**MATERIAL PROVIDED:**

• • •

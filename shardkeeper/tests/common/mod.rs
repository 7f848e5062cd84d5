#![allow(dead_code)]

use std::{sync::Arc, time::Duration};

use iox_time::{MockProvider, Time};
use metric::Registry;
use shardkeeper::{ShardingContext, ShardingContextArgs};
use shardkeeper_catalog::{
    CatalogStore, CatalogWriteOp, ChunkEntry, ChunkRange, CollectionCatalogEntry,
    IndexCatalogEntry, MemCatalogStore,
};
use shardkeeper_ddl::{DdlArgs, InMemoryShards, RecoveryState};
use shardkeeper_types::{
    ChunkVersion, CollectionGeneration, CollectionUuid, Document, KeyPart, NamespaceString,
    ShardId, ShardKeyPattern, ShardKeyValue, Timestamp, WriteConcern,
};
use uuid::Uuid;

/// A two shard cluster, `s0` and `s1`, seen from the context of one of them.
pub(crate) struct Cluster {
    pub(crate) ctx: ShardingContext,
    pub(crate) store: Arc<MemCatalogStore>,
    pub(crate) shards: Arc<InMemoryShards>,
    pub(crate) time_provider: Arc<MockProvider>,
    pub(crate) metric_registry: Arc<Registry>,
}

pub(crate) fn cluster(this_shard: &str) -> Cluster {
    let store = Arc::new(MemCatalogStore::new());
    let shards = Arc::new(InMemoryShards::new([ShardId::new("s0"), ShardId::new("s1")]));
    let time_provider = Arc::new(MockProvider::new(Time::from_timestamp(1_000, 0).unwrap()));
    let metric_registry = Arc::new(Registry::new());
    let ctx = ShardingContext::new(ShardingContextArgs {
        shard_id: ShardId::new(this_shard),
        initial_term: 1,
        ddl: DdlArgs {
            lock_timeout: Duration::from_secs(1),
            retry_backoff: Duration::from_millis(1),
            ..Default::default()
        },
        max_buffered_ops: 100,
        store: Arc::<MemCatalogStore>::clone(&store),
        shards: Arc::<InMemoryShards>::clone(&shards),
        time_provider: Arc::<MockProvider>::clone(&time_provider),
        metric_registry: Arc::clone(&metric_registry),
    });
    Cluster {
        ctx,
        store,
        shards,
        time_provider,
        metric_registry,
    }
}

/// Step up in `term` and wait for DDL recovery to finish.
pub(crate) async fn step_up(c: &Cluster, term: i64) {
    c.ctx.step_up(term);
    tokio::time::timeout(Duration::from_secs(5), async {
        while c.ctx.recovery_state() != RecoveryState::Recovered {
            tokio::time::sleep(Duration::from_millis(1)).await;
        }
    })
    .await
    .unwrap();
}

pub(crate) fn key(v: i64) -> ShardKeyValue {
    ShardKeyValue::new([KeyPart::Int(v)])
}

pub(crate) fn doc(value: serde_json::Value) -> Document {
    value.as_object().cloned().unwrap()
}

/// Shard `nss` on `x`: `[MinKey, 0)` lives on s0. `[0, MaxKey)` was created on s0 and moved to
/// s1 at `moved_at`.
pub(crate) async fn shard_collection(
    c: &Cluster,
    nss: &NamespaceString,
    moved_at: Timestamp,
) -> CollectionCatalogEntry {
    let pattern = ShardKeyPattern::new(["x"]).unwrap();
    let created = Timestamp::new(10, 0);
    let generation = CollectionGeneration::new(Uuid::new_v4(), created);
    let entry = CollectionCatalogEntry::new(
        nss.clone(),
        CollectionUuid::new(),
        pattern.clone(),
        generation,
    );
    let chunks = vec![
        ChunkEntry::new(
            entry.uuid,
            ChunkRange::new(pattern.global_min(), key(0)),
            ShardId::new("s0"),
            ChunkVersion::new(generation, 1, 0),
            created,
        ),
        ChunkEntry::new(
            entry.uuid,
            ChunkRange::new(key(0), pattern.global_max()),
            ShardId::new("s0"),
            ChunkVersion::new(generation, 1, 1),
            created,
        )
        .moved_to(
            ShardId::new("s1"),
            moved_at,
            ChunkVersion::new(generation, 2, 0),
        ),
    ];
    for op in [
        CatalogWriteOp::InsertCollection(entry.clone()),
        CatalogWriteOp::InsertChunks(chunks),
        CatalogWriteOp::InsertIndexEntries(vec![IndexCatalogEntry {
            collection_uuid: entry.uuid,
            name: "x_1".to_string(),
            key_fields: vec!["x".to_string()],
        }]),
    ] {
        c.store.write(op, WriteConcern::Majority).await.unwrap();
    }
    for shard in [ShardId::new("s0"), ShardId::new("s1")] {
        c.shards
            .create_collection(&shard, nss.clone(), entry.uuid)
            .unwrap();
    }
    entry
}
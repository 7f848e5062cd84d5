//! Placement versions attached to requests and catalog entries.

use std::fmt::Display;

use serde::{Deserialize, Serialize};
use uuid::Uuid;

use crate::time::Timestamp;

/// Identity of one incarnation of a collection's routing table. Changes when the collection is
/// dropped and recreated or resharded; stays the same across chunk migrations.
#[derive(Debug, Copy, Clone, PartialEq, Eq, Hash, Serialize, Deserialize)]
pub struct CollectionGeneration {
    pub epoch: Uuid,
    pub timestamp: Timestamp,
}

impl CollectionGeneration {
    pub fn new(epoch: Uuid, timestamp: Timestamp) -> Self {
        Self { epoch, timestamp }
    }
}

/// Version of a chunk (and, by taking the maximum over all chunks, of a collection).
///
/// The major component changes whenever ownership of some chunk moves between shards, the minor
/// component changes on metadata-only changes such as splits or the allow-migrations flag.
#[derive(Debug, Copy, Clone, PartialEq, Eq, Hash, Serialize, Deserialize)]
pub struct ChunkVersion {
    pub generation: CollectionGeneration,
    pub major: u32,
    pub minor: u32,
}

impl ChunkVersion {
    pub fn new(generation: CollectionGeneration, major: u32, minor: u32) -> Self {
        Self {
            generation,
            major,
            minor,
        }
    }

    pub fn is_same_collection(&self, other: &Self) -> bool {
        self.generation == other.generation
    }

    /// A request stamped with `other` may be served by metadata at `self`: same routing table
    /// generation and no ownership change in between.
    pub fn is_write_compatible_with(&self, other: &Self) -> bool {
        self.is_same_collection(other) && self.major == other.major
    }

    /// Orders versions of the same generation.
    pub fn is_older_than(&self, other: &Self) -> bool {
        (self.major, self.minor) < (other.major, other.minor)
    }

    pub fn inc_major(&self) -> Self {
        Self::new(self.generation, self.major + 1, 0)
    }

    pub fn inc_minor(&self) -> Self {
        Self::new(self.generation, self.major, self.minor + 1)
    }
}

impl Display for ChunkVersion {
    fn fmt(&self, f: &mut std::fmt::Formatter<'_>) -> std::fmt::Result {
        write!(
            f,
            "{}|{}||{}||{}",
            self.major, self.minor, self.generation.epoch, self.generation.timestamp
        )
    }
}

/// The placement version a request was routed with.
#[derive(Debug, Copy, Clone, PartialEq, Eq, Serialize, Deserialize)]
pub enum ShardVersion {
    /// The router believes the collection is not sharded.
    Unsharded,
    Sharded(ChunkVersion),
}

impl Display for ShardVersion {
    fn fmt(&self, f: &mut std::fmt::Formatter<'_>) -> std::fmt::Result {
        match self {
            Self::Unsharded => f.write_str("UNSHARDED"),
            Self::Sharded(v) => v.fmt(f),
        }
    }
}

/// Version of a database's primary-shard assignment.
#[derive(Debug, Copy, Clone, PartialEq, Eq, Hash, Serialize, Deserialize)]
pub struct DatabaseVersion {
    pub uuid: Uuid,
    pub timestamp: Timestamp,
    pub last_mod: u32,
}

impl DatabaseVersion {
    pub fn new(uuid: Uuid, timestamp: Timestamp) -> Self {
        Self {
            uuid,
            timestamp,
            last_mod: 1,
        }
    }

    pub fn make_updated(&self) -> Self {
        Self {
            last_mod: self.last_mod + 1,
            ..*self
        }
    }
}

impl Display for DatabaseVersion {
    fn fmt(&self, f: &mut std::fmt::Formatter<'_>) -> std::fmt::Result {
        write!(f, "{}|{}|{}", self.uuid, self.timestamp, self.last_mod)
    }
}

• • •

**PROMPT:**
Find the word "DatabaseVersion" in the listing above, then copy each line where it turns up.

**REPLY TO THE TASK:**
pub struct DatabaseVersion {
impl DatabaseVersion {
impl Display for DatabaseVersion {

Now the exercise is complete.